Ian Johnson
In November 2019 some one thousand young pro-democracy protesters occupied the campus of Hong Kong’s Polytechnic University, which is located at a crucial junction of two highways and the cross-harbor tunnel. They disrupted traffic for more than a week, trying to pressure the government to investigate police misconduct during large-scale protests earlier in the year. On November 17 they repulsed police efforts to storm the campus. The police threatened to use live ammunition but decided to starve them out instead.
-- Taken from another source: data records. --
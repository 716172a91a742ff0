//! Bounded retry with exponential backoff and jitter for store operations.

use std::future::Future;
use std::time::Duration;

use rand::Rng;
use tracing::{error, warn};

use newsfeat_core::defaults;

/// How store operations are retried.
#[derive(Debug, Clone)]
pub struct RetryPolicy {
    /// Total attempts, first try included.
    pub max_attempts: u32,
    /// Cap on the exponential part of the delay.
    pub max_delay: Duration,
    /// Exclusive upper bound of the random jitter added to each delay.
    pub max_jitter: Duration,
}

impl Default for RetryPolicy {
    fn default() -> Self {
        Self {
            max_attempts: defaults::DB_RETRY_ATTEMPTS,
            max_delay: Duration::from_secs(defaults::DB_RETRY_MAX_DELAY_SECS),
            max_jitter: Duration::from_millis(defaults::DB_RETRY_JITTER_MS),
        }
    }
}

impl RetryPolicy {
    /// Policy that never retries.
    pub fn none() -> Self {
        Self {
            max_attempts: 1,
            ..Self::default()
        }
    }

    /// Backoff before the attempt following the zero-based `attempt`,
    /// without jitter: `min(max_delay, 2^attempt s)`.
    pub fn base_delay(&self, attempt: u32) -> Duration {
        let secs = 1u64.checked_shl(attempt).unwrap_or(u64::MAX);
        Duration::from_secs(secs).min(self.max_delay)
    }

    /// Backoff with jitter in `[0, max_jitter)` added.
    pub fn delay_with_jitter(&self, attempt: u32) -> Duration {
        let jitter_ms = self.max_jitter.as_millis() as u64;
        let jitter = if jitter_ms == 0 {
            Duration::ZERO
        } else {
            Duration::from_millis(rand::thread_rng().gen_range(0..jitter_ms))
        };
        self.base_delay(attempt) + jitter
    }
}

/// Run `f` until it succeeds, fails with a non-transient error, or the
/// attempt budget is spent. Returns the last error on exhaustion.
pub async fn retry_transient<T, E, F, Fut>(
    policy: &RetryPolicy,
    op: &str,
    is_transient: fn(&E) -> bool,
    mut f: F,
) -> Result<T, E>
where
    E: std::fmt::Display,
    F: FnMut() -> Fut,
    Fut: Future<Output = Result<T, E>>,
{
    let mut attempt = 0;
    loop {
        match f().await {
            Ok(value) => return Ok(value),
            Err(e) if !is_transient(&e) => return Err(e),
            Err(e) if attempt + 1 >= policy.max_attempts => {
                error!(
                    subsystem = "database",
                    component = "retry",
                    op,
                    attempts = attempt + 1,
                    error = %e,
                    "All attempts failed"
                );
                return Err(e);
            }
            Err(e) => {
                let delay = policy.delay_with_jitter(attempt);
                warn!(
                    subsystem = "database",
                    component = "retry",
                    op,
                    attempt = attempt + 1,
                    max_attempts = policy.max_attempts,
                    delay_ms = delay.as_millis() as u64,
                    error = %e,
                    "Transient failure, retrying"
                );
                tokio::time::sleep(delay).await;
                attempt += 1;
            }
        }
    }
}

/// Whether a database error is worth retrying.
///
/// Transport failures, pool exhaustion, connection-class SQLSTATEs,
/// serialization failures, deadlocks, server shutdown and connection limits.
pub fn is_transient(err: &sqlx::Error) -> bool {
    match err {
        sqlx::Error::Io(_) | sqlx::Error::PoolTimedOut | sqlx::Error::PoolClosed => true,
        sqlx::Error::Database(db) => db.code().is_some_and(|code| is_transient_sqlstate(&code)),
        _ => false,
    }
}

fn is_transient_sqlstate(code: &str) -> bool {
    code.starts_with("08")
        || matches!(code, "40001" | "40P01" | "57P01" | "57P02" | "57P03" | "53300")
}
What happened on the following morning was a remarkable show of civic courage. Tens of thousands of Hong Kong residents tried to deliver supplies to the protesters. Police pushed them back, but they still found ways of rescuing the young people. Motorcyclists raced under a pedestrian bridge to pick up some who had climbed down on ropes. Civil engineers used maps of the sewage system and tidal tables to figure out when others could escape through the enormous underground tunnels without drowning. In the end, only one hundred of the protesters had to surrender to police.
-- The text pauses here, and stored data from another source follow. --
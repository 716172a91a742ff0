//! Extraction pipeline: one article from id to stored features.

use std::sync::atomic::{AtomicBool, Ordering};
use std::sync::Arc;
use std::time::Instant;

use async_trait::async_trait;
use chrono::Utc;
use tracing::{error, info, warn};

use newsfeat_core::defaults;
use newsfeat_core::{
    ArticleId, ArticleRepository, ArticleStatus, CreateFeaturesRequest, Error, FailureKind,
    FeatureExtractor, FeatureRepository, Result, WorkHandler,
};

/// Runs fetch, extract and persist for a single article.
///
/// Every failure collapses to `false` after being classified and logged; the
/// queue decides whether the item is retried.
pub struct ExtractionPipeline {
    articles: Arc<dyn ArticleRepository>,
    features: Arc<dyn FeatureRepository>,
    extractor: Arc<dyn FeatureExtractor>,
    model_version: String,
    ready: AtomicBool,
}

impl ExtractionPipeline {
    /// Create a pipeline. It refuses work until [`mark_ready`](Self::mark_ready).
    pub fn new(
        articles: Arc<dyn ArticleRepository>,
        features: Arc<dyn FeatureRepository>,
        extractor: Arc<dyn FeatureExtractor>,
    ) -> Self {
        Self {
            articles,
            features,
            extractor,
            model_version: defaults::MODEL_VERSION.to_string(),
            ready: AtomicBool::new(false),
        }
    }

    /// Tag stored with every record.
    pub fn with_model_version(mut self, model_version: impl Into<String>) -> Self {
        self.model_version = model_version.into();
        self
    }

    pub fn model_version(&self) -> &str {
        &self.model_version
    }

    /// Allow processing once every connection is up.
    pub fn mark_ready(&self) {
        self.ready.store(true, Ordering::SeqCst);
    }

    pub fn mark_not_ready(&self) {
        self.ready.store(false, Ordering::SeqCst);
    }

    pub fn is_ready(&self) -> bool {
        self.ready.load(Ordering::SeqCst)
    }

    /// Process one article. `true` when its features were stored.
    pub async fn extract_and_save(&self, article_id: ArticleId) -> bool {
        if !self.is_ready() {
            error!(
                subsystem = "jobs",
                component = "pipeline",
                article_id,
                "Pipeline not initialized, refusing work"
            );
            return false;
        }

        let start = Instant::now();
        match self.run(article_id, start).await {
            Ok(record_id) => {
                info!(
                    subsystem = "jobs",
                    component = "pipeline",
                    op = "extract_and_save",
                    article_id,
                    record_id,
                    duration_ms = start.elapsed().as_millis() as u64,
                    "Features extracted and stored"
                );
                true
            }
            Err(e) => {
                self.record_failure(article_id, &e).await;
                false
            }
        }
    }

    async fn run(&self, article_id: ArticleId, start: Instant) -> Result<i64> {
        if let Err(e) = self
            .articles
            .update_status(article_id, ArticleStatus::Processing)
            .await
        {
            warn!(
                subsystem = "jobs",
                component = "pipeline",
                article_id,
                error = %e,
                "Could not mark article processing"
            );
        }

        let article = self
            .articles
            .fetch_by_id(article_id)
            .await?
            .ok_or_else(|| Error::NotFound(format!("article {}", article_id)))?;

        if article.content.trim().is_empty() {
            return Err(Error::Validation(format!(
                "article {} has no content",
                article_id
            )));
        }

        let features = self
            .extractor
            .extract_features(&article.content, &article.title)
            .await?;

        let request = CreateFeaturesRequest {
            article_id,
            features,
            model_version: self.model_version.clone(),
            extraction_date: Utc::now(),
            processing_time_ms: start.elapsed().as_millis() as i64,
        };
        self.features.insert_with_status(request).await
    }

    async fn record_failure(&self, article_id: ArticleId, err: &Error) {
        let kind = err.kind();
        if kind.is_terminal() {
            error!(
                subsystem = "jobs",
                component = "pipeline",
                article_id,
                failure = kind.as_str(),
                error = %err,
                "Extraction failed permanently"
            );
        } else {
            warn!(
                subsystem = "jobs",
                component = "pipeline",
                article_id,
                failure = kind.as_str(),
                error = %err,
                "Extraction failed"
            );
        }

        if kind == FailureKind::NotFound {
            return;
        }
        if let Err(e) = self
            .articles
            .update_status(article_id, ArticleStatus::Failed)
            .await
        {
            warn!(
                subsystem = "jobs",
                component = "pipeline",
                article_id,
                error = %e,
                "Could not mark article failed"
            );
        }
    }
}

#[async_trait]
impl WorkHandler for ExtractionPipeline {
    async fn handle(&self, article_id: ArticleId, retry_count: u32) -> bool {
        info!(
            subsystem = "jobs",
            component = "pipeline",
            article_id,
            retry_count,
            "Handling work item"
        );
        self.extract_and_save(article_id).await
    }
}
The political scientist Ho-fung Hung recounts this episode in City on the Edge, a timely and carefully researched exposé of how China botched its stewardship of Hong Kong after taking over the British colony in 1997. It had promised fifty years of considerable autonomy that would leave in place many of the freedoms the prosperous region had enjoyed under the British. But instead Beijing installed a succession of barely competent leaders who tried to ram through unpopular measures meant to bring the city of 7.5 million more firmly under Chinese control. That spurred two decades of protests culminating in the 2019 uprising. Despite widespread popular support for the protests—several of half a million or more participants—Beijing eventually got its way. This was made clear in late June, when the Chinese leader Xi Jinping traveled to Hong Kong to celebrate the twenty-fifth anniversary of the handover—a trip that showed how the city’s once-thriving culture of political engagement, its independent media, and its judiciary have been obliterated.
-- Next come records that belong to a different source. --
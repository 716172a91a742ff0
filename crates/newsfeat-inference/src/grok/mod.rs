//! xAI Grok backend (OpenAI-compatible chat completions).

mod client;
pub mod error;
pub mod parse;
pub mod types;

pub use client::{GrokClient, GrokConfig};
pub use error::GrokErrorCode;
Hung is a professor at Johns Hopkins who grew up and was educated in Hong Kong. His book is one of several recently published by people with long ties to Hong Kong who struggle to make sense of the catastrophe that has befallen it. Each gives a kaleidoscopic view of the many realities of a city that long sat on the edge of two empires: the great land empire of the Qing and its eventual successor, the People’s Republic of China, and the British oceanic empire and its successor in the American-led world trading system. This geography meant that Hong Kong was a borderland but also a bridge between a semiclosed command economy to its north and foreign commercial empires across the seas—a bridge that grew into one of the world’s great financial and commercial centers.
For most of the British colonial era, which began in the 1840s, people moved easily between China and Hong Kong, and most thought of themselves as Chinese. The creation of the People’s Republic cut these ties, causing a one-way flow of refugees escaping the Communist regime. A new postwar generation of people with no direct experience of China began to think of themselves as Hèunggóngyàhn, or Hong Kongers.